I think Debian may have more packages on offer than openSUSE or any distro, but it’s no big deal unless the extras are so important. Again more explanation from the OP is required to make any sense of it.
Kubuntu is a good distro, for daily end user usage. But, dear all, did I find out the difference when having to do the next things on both an openSUSE and a Kubuntu install on the same machine:
Setup NIS
Setup NFS
On openSUSE:
Yast - NIS server - enter some data - click OK, done
Yast - NFS server - enter some data - click OK, done
What is the deal with the grub2 haters? I know I am wading into deep water here but really this is a good modern program. There is no need to thrash about because you do not understand a new boot loader. It works well and thats it, no big deal.
I would not change a distro over the boot loader, I would just learn the boot loader.

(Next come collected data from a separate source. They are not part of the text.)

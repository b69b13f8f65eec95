mod mutable;

use crate::{
    component::{Explicit, Port},
    error::Error,
    pct_enc::{encoder, EString},
    query::Query,
    render::{Parts, Renderer},
    resolver::Resolver,
};
use core::str::FromStr;

/// A URI with every component decoded and defaulted.
///
/// A `Uri` is built by resolving a string, either on its own with
/// [`parse`](Self::parse) or against a base with
/// [`parse_relative`](Self::parse_relative). Components left out of the
/// string are filled in from the [registry] or the base, so that a parsed
/// `Uri` always has a scheme, a host and a port. Components are stored
/// percent-decoded and are encoded again when rendered.
///
/// The only `Uri` without a scheme, host or port is the empty reference,
/// which is what the empty string parses to and what [`Default`] returns.
/// Its path is `/`.
///
/// [registry]: crate::registry
///
/// # Examples
///
/// ```
/// use uri_kit::{component::Port, Uri};
///
/// let uri = Uri::parse("https://example.com:8080/my/page?pg=3#frag")?;
/// assert_eq!(uri.scheme(), Some("https"));
/// assert_eq!(uri.host(), Some("example.com"));
/// assert_eq!(uri.port(), Some(Port::Number(8080)));
/// assert_eq!(uri.path(), "/my/page");
/// assert_eq!(uri.query()["pg"], "3");
/// assert_eq!(uri.fragment(), "frag");
///
/// let uri = Uri::parse("//example.com:443/")?;
/// assert_eq!(uri.scheme(), Some("https"));
/// assert_eq!(uri.to_string(), "//example.com:443/");
/// # Ok::<_, uri_kit::Error>(())
/// ```
#[derive(Clone, PartialEq, Eq)]
pub struct Uri {
    pub(crate) scheme: Option<String>,
    pub(crate) host: Option<String>,
    pub(crate) port: Option<Port>,
    // Decoded, always starts with '/'.
    pub(crate) path: String,
    pub(crate) query: Query,
    pub(crate) fragment: String,
    pub(crate) explicit: Explicit,
}

impl Default for Uri {
    fn default() -> Self {
        Self {
            scheme: None,
            host: None,
            port: None,
            path: String::from("/"),
            query: Query::new(),
            fragment: String::new(),
            explicit: Explicit::default(),
        }
    }
}

impl Uri {
    /// Parses a complete URI, using the process-wide registry for
    /// components that are left out.
    ///
    /// See [`Resolver::resolve`] for the possible errors.
    ///
    /// # Examples
    ///
    /// ```
    /// use uri_kit::{component::Port, ErrorKind, Uri};
    ///
    /// let uri = Uri::parse("file:///")?;
    /// assert_eq!(uri.host(), Some("localhost"));
    /// assert_eq!(uri.port(), Some(Port::Unused));
    ///
    /// let e = Uri::parse("example.com/a").unwrap_err();
    /// assert_eq!(e.kind(), ErrorKind::MissingScheme);
    /// # Ok::<_, uri_kit::Error>(())
    /// ```
    pub fn parse(s: &str) -> Result<Uri, Error> {
        Resolver::new().resolve(s)
    }

    /// Parses a reference and resolves it against `base`.
    ///
    /// See [`Resolver::resolve`] for the possible errors.
    ///
    /// # Examples
    ///
    /// ```
    /// use uri_kit::Uri;
    ///
    /// let base = Uri::parse("https://example.com:8080/my/page?pg=3#frag")?;
    ///
    /// let uri = Uri::parse_relative("?x=1", &base)?;
    /// assert_eq!(uri.to_string(), "https://example.com:8080/my/page?x=1#frag");
    ///
    /// let uri = Uri::parse_relative("ftp:", &base)?;
    /// assert_eq!(uri.to_string(), "ftp://example.com/my/page?pg=3#frag");
    /// # Ok::<_, uri_kit::Error>(())
    /// ```
    pub fn parse_relative(s: &str, base: &Uri) -> Result<Uri, Error> {
        Resolver::new().with_base(base).resolve(s)
    }

    /// Returns the scheme, in lowercase.
    #[must_use]
    pub fn scheme(&self) -> Option<&str> {
        self.scheme.as_deref()
    }

    /// Returns the decoded host.
    #[must_use]
    pub fn host(&self) -> Option<&str> {
        self.host.as_deref()
    }

    /// Returns the port.
    #[must_use]
    pub fn port(&self) -> Option<Port> {
        self.port
    }

    /// Returns the decoded path, which always starts with `'/'`.
    #[must_use]
    pub fn path(&self) -> &str {
        &self.path
    }

    /// Returns the query mapping.
    #[must_use]
    pub fn query(&self) -> &Query {
        &self.query
    }

    /// Returns the query as a percent-encoded string, without the leading `'?'`.
    ///
    /// # Examples
    ///
    /// ```
    /// use uri_kit::Uri;
    ///
    /// let uri = Uri::parse("http://a/?q=a+b&r[s]=t")?;
    /// assert_eq!(uri.query_string(), "q=a%20b&r%5Bs%5D=t");
    /// # Ok::<_, uri_kit::Error>(())
    /// ```
    #[must_use]
    pub fn query_string(&self) -> EString<encoder::Query> {
        self.query.encode()
    }

    /// Returns the decoded fragment, which is empty if there is none.
    #[must_use]
    pub fn fragment(&self) -> &str {
        &self.fragment
    }

    /// Returns which of scheme, host and port were given explicitly.
    #[must_use]
    pub fn explicit(&self) -> Explicit {
        self.explicit
    }

    /// Renders the selected components with the process-wide registry.
    ///
    /// See [`Renderer::render`] for details.
    ///
    /// # Errors
    ///
    /// Returns `Err` with [`PortWithoutHost`] if the port is to be rendered
    /// without a host.
    ///
    /// [`PortWithoutHost`]: crate::ErrorKind::PortWithoutHost
    ///
    /// # Examples
    ///
    /// ```
    /// use uri_kit::{Parts, Uri};
    ///
    /// let uri = Uri::parse("http://example.com:8080/a?b=c#d")?;
    /// assert_eq!(uri.render(Parts::PATH | Parts::QUERY)?, "/a?b=c");
    /// assert_eq!(uri.render(Parts::SCHEME | Parts::HOST)?, "http://example.com");
    /// assert!(uri.render(Parts::PORT).is_err());
    /// # Ok::<_, uri_kit::Error>(())
    /// ```
    pub fn render(&self, parts: Parts) -> Result<String, Error> {
        Renderer::new().render(self, parts)
    }

    /// Renders the shortest reference that resolves against `base` to this URI.
    ///
    /// See [`Renderer::render_relative`] for details.
    ///
    /// # Errors
    ///
    /// Returns `Err` on the same conditions as [`render`](Self::render).
    ///
    /// # Examples
    ///
    /// ```
    /// use uri_kit::Uri;
    ///
    /// let base = Uri::parse("http://example.com/a/b?c=d#e")?;
    ///
    /// let uri = Uri::parse("http://example.com/a/b?c=d#f")?;
    /// assert_eq!(uri.render_relative(&base)?, "#f");
    ///
    /// let uri = Uri::parse("http://example.com/x")?;
    /// assert_eq!(uri.render_relative(&base)?, "/x");
    ///
    /// assert_eq!(base.render_relative(&base)?, "");
    /// # Ok::<_, uri_kit::Error>(())
    /// ```
    pub fn render_relative(&self, base: &Uri) -> Result<String, Error> {
        Renderer::new().render_relative(self, base)
    }
}

impl FromStr for Uri {
    type Err = Error;

    #[inline]
    fn from_str(s: &str) -> Result<Self, Self::Err> {
        Uri::parse(s)
    }
}

#[cfg(feature = "serde")]
mod serde_impl {
    use super::Uri;
    use serde::{de, Deserialize, Deserializer, Serialize, Serializer};

    impl Serialize for Uri {
        fn serialize<S: Serializer>(&self, serializer: S) -> Result<S::Ok, S::Error> {
            // The empty reference renders as "/", which only parses with a base.
            if *self == Uri::default() {
                return serializer.serialize_str("");
            }
            serializer.serialize_str(&self.to_string())
        }
    }

    impl<'de> Deserialize<'de> for Uri {
        fn deserialize<D: Deserializer<'de>>(deserializer: D) -> Result<Self, D::Error> {
            let s = String::deserialize(deserializer)?;
            Uri::parse(&s).map_err(de::Error::custom)
        }
    }
}
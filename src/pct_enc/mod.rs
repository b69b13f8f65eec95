//! Percent-encoding and decoding of URI components.
//!
//! A [`Uri`] stores its components decoded. They are encoded again on
//! rendering, each with the [`Table`] of characters its component may carry
//! unencoded; the [`encoder`] module names one [`Encoder`] per component.
//!
//! Decoding is lenient: a `'%'` that does not start a valid octet is kept
//! as is, and invalid UTF-8 is replaced with `U+FFFD`.
//!
//! [`Uri`]: crate::Uri

pub mod encoder;
mod estring;
pub mod table;

pub use estring::EString;
pub use table::Table;

use std::borrow::Cow;
use core::{fmt, iter::FusedIterator, marker::PhantomData};
use ref_cast::{ref_cast_custom, RefCastCustom};

/// A component kind, given by the table of characters it leaves unencoded.
///
/// An encoder `Sub` can encode data into an [`EString<E>`] only if
/// `Sub::TABLE` is a [subset](Table::is_subset) of `E::TABLE`. This is
/// checked at compile time.
pub trait Encoder: 'static {
    /// The characters left unencoded.
    const TABLE: Table;
}

/// A string slice that is properly percent-encoded for `E`.
///
/// # Examples
///
/// ```
/// use uri_kit::pct_enc::{encoder::Fragment, EStr};
///
/// let s = EStr::<Fragment>::new("caf%C3%A9?x").unwrap();
/// assert_eq!(s.decode().to_string_lossy(), "café?x");
///
/// assert!(EStr::<Fragment>::new("a#b").is_none());
/// assert!(EStr::<Fragment>::new("100%").is_none());
/// ```
#[derive(RefCastCustom)]
#[repr(transparent)]
pub struct EStr<E: Encoder> {
    encoder: PhantomData<E>,
    inner: str,
}

struct Assert<L: Encoder, R: Encoder> {
    _marker: PhantomData<(L, R)>,
}

impl<L: Encoder, R: Encoder> Assert<L, R> {
    const L_IS_SUB_ENCODER_OF_R: () = assert!(L::TABLE.is_subset(R::TABLE), "not a sub-encoder");
}

impl<E: Encoder> EStr<E> {
    #[ref_cast_custom]
    pub(crate) const fn new_validated(s: &str) -> &Self;

    /// Converts a string slice to an `EStr` slice, or returns `None`
    /// if it is not properly encoded for `E`.
    #[must_use]
    pub const fn new(s: &str) -> Option<&Self> {
        if E::TABLE.validate(s.as_bytes()) {
            Some(Self::new_validated(s))
        } else {
            None
        }
    }

    /// Yields the underlying string slice.
    #[must_use]
    pub fn as_str(&self) -> &str {
        &self.inner
    }

    /// Returns the length in bytes.
    #[must_use]
    pub fn len(&self) -> usize {
        self.inner.len()
    }

    /// Checks whether the slice is empty.
    #[must_use]
    pub fn is_empty(&self) -> bool {
        self.inner.is_empty()
    }

    /// Returns an iterator decoding the slice.
    pub fn decode(&self) -> Decode<'_> {
        Decode::new(&self.inner, false)
    }
}

impl<E: Encoder> AsRef<str> for EStr<E> {
    fn as_ref(&self) -> &str {
        &self.inner
    }
}

impl<E: Encoder> PartialEq for EStr<E> {
    fn eq(&self, other: &Self) -> bool {
        self.inner == other.inner
    }
}

impl<E: Encoder> PartialEq<str> for EStr<E> {
    fn eq(&self, other: &str) -> bool {
        &self.inner == other
    }
}

impl<E: Encoder> Eq for EStr<E> {}

impl<E: Encoder> fmt::Debug for EStr<E> {
    fn fmt(&self, f: &mut fmt::Formatter<'_>) -> fmt::Result {
        fmt::Debug::fmt(&self.inner, f)
    }
}

impl<E: Encoder> fmt::Display for EStr<E> {
    fn fmt(&self, f: &mut fmt::Formatter<'_>) -> fmt::Result {
        fmt::Display::fmt(&self.inner, f)
    }
}

/// Decodes a percent-encoded string leniently.
///
/// # Examples
///
/// ```
/// use uri_kit::pct_enc::decode;
///
/// assert_eq!(decode("a%20%2Bb%zz"), "a +b%zz");
/// assert_eq!(decode("a+b"), "a+b");
/// ```
#[must_use]
pub fn decode(s: &str) -> Cow<'_, str> {
    Decode::new(s, false).to_string_lossy()
}

/// Decodes a form-encoded string leniently, that is, like [`decode`]
/// but with `'+'` decoded as a space.
///
/// # Examples
///
/// ```
/// use uri_kit::pct_enc::decode_form;
///
/// assert_eq!(decode_form("one+%26+another%2B"), "one & another+");
/// ```
#[must_use]
pub fn decode_form(s: &str) -> Cow<'_, str> {
    Decode::new(s, true).to_string_lossy()
}

const HEX_DIGITS: &[u8; 16] = b"0123456789ABCDEF";

const fn hex_value(x: u8) -> Option<u8> {
    match x {
        b'0'..=b'9' => Some(x - b'0'),
        b'A'..=b'F' => Some(x - b'A' + 10),
        b'a'..=b'f' => Some(x - b'a' + 10),
        _ => None,
    }
}

/// An iterator decoding a percent-encoded string chunk by chunk.
///
/// This struct is created by [`EStr::decode`].
#[derive(Clone, Debug)]
#[must_use = "iterators are lazy and do nothing unless consumed"]
pub struct Decode<'a> {
    source: &'a str,
    form: bool,
}

/// An item returned by the [`Decode`] iterator.
#[derive(Clone, Copy, Debug, PartialEq, Eq)]
pub enum DecodedChunk<'a> {
    /// A run of characters that needed no decoding.
    Unencoded(&'a str),
    /// A decoded octet, such as `0x20` from `"%20"`.
    PctDecoded(u8),
}

impl<'a> Decode<'a> {
    fn new(source: &'a str, form: bool) -> Self {
        Self { source, form }
    }

    /// Returns the octet encoded at byte `i` and the length of its encoding.
    fn octet_at(&self, i: usize) -> Option<(u8, usize)> {
        match self.source.as_bytes()[i..] {
            [b'+', ..] if self.form => Some((b' ', 1)),
            [b'%', hi, lo, ..] => Some(((hex_value(hi)? << 4) | hex_value(lo)?, 3)),
            _ => None,
        }
    }

    /// Decodes the whole string, replacing invalid UTF-8 with `U+FFFD`.
    ///
    /// Nothing is allocated if no octet is encoded.
    #[must_use]
    pub fn to_string_lossy(mut self) -> Cow<'a, str> {
        let first = match self.next() {
            None => return Cow::Borrowed(""),
            Some(DecodedChunk::Unencoded(s)) if self.source.is_empty() => return Cow::Borrowed(s),
            Some(chunk) => chunk,
        };

        let mut buf = Vec::new();
        for chunk in core::iter::once(first).chain(self) {
            match chunk {
                DecodedChunk::Unencoded(s) => buf.extend_from_slice(s.as_bytes()),
                DecodedChunk::PctDecoded(x) => buf.push(x),
            }
        }

        match String::from_utf8(buf) {
            Ok(s) => Cow::Owned(s),
            Err(e) => Cow::Owned(String::from_utf8_lossy(e.as_bytes()).into_owned()),
        }
    }
}

impl<'a> Iterator for Decode<'a> {
    type Item = DecodedChunk<'a>;

    fn next(&mut self) -> Option<DecodedChunk<'a>> {
        if self.source.is_empty() {
            return None;
        }
        if let Some((x, len)) = self.octet_at(0) {
            self.source = &self.source[len..];
            return Some(DecodedChunk::PctDecoded(x));
        }

        // Octets start with an ASCII byte, so this is a char boundary.
        let end = (1..self.source.len())
            .find(|&i| self.octet_at(i).is_some())
            .unwrap_or(self.source.len());
        let s;
        (s, self.source) = self.source.split_at(end);
        Some(DecodedChunk::Unencoded(s))
    }
}

impl FusedIterator for Decode<'_> {}

/// Appends `s` to `buf`, percent-encoding the characters `table` does not allow.
pub(crate) fn encode_to(table: Table, s: &str, buf: &mut String) {
    for ch in s.chars() {
        if table.allows(ch) {
            buf.push(ch);
        } else {
            let mut utf8 = [0; 4];
            for &x in ch.encode_utf8(&mut utf8).as_bytes() {
                buf.push('%');
                buf.push(HEX_DIGITS[usize::from(x >> 4)] as char);
                buf.push(HEX_DIGITS[usize::from(x & 0xf)] as char);
            }
        }
    }
}
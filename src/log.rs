#![allow(unused)]

macro_rules! debug {
    ($($tt:tt)*) => {
        #[cfg(feature = "log")]
        ::log::debug!($($tt)*);
    };
}

macro_rules! trace {
    ($($tt:tt)*) => {
        #[cfg(feature = "log")]
        ::log::trace!($($tt)*);
    };
}

pub(crate) use {debug, trace};
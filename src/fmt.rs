use crate::{
    error::{Error, ErrorKind},
    render::{Parts, Renderer},
    Uri,
};
use core::fmt;

impl fmt::Display for Error {
    fn fmt(&self, f: &mut fmt::Formatter<'_>) -> fmt::Result {
        let msg = match self.kind {
            ErrorKind::MissingScheme => "no scheme given and none implied by the port",
            ErrorKind::MissingPort => "no port given and the scheme has no well-known port",
            ErrorKind::MissingHost => "no host given and the scheme has no default host",
            ErrorKind::UnknownSchemeNoPort => {
                "scheme changed to one with no well-known port and no port given"
            }
            ErrorKind::PathEscapesRoot => "path rises above the root",
            ErrorKind::InvalidQuerySyntax => "malformed query key",
            ErrorKind::PortWithoutHost => "port rendered without a host",
            ErrorKind::InvalidPort => "port out of range",
            ErrorKind::InvalidScheme => "invalid scheme name",
        };
        f.write_str(msg)
    }
}

impl fmt::Debug for Uri {
    fn fmt(&self, f: &mut fmt::Formatter<'_>) -> fmt::Result {
        f.debug_struct("Uri")
            .field("scheme", &self.scheme)
            .field("host", &self.host)
            .field("port", &self.port)
            .field("path", &self.path)
            .field("query", &self.query)
            .field("fragment", &self.fragment)
            .field("explicit", &self.explicit)
            .finish()
    }
}

/// Renders every component with the process-wide registry.
///
/// A port that cannot be rendered for lack of a host is left out;
/// use [`Uri::render`] to get an error instead.
impl fmt::Display for Uri {
    fn fmt(&self, f: &mut fmt::Formatter<'_>) -> fmt::Result {
        let renderer = Renderer::new();
        let s = match renderer.render(self, Parts::ALL) {
            Ok(s) => s,
            Err(e) if e.kind() == ErrorKind::PortWithoutHost => {
                let parts = Parts::SCHEME | Parts::HOST | Parts::PATH | Parts::QUERY | Parts::FRAGMENT;
                renderer.render(self, parts).map_err(|_| fmt::Error)?
            }
            Err(_) => return Err(fmt::Error),
        };
        f.write_str(&s)
    }
}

Besides does the new kubuntu really use grub, I thought they moved to grub2 a couple of versions ago.
I don’t think this is about grub v. grub2. The OP [and his hardware] seems more comfortable with debian/ubuntu based systems and he also runs Mint. So, going with Kubuntu is unsurprising. For some strange reason, he appears to expect that other distros should do things their way.
I have multibooted with Kubuntu in the past when it happened to have better support for a graphics chip in my desktop pc, and openSUSE didn’t for a release or two. It was still supported and funded by Ubuntu then. It performed well but its KDE was raw and not specially integrated, a distro without a character of its own. Someone once described it as the unloved stepchild of Ubuntu, which seemed a pretty fair description at the time.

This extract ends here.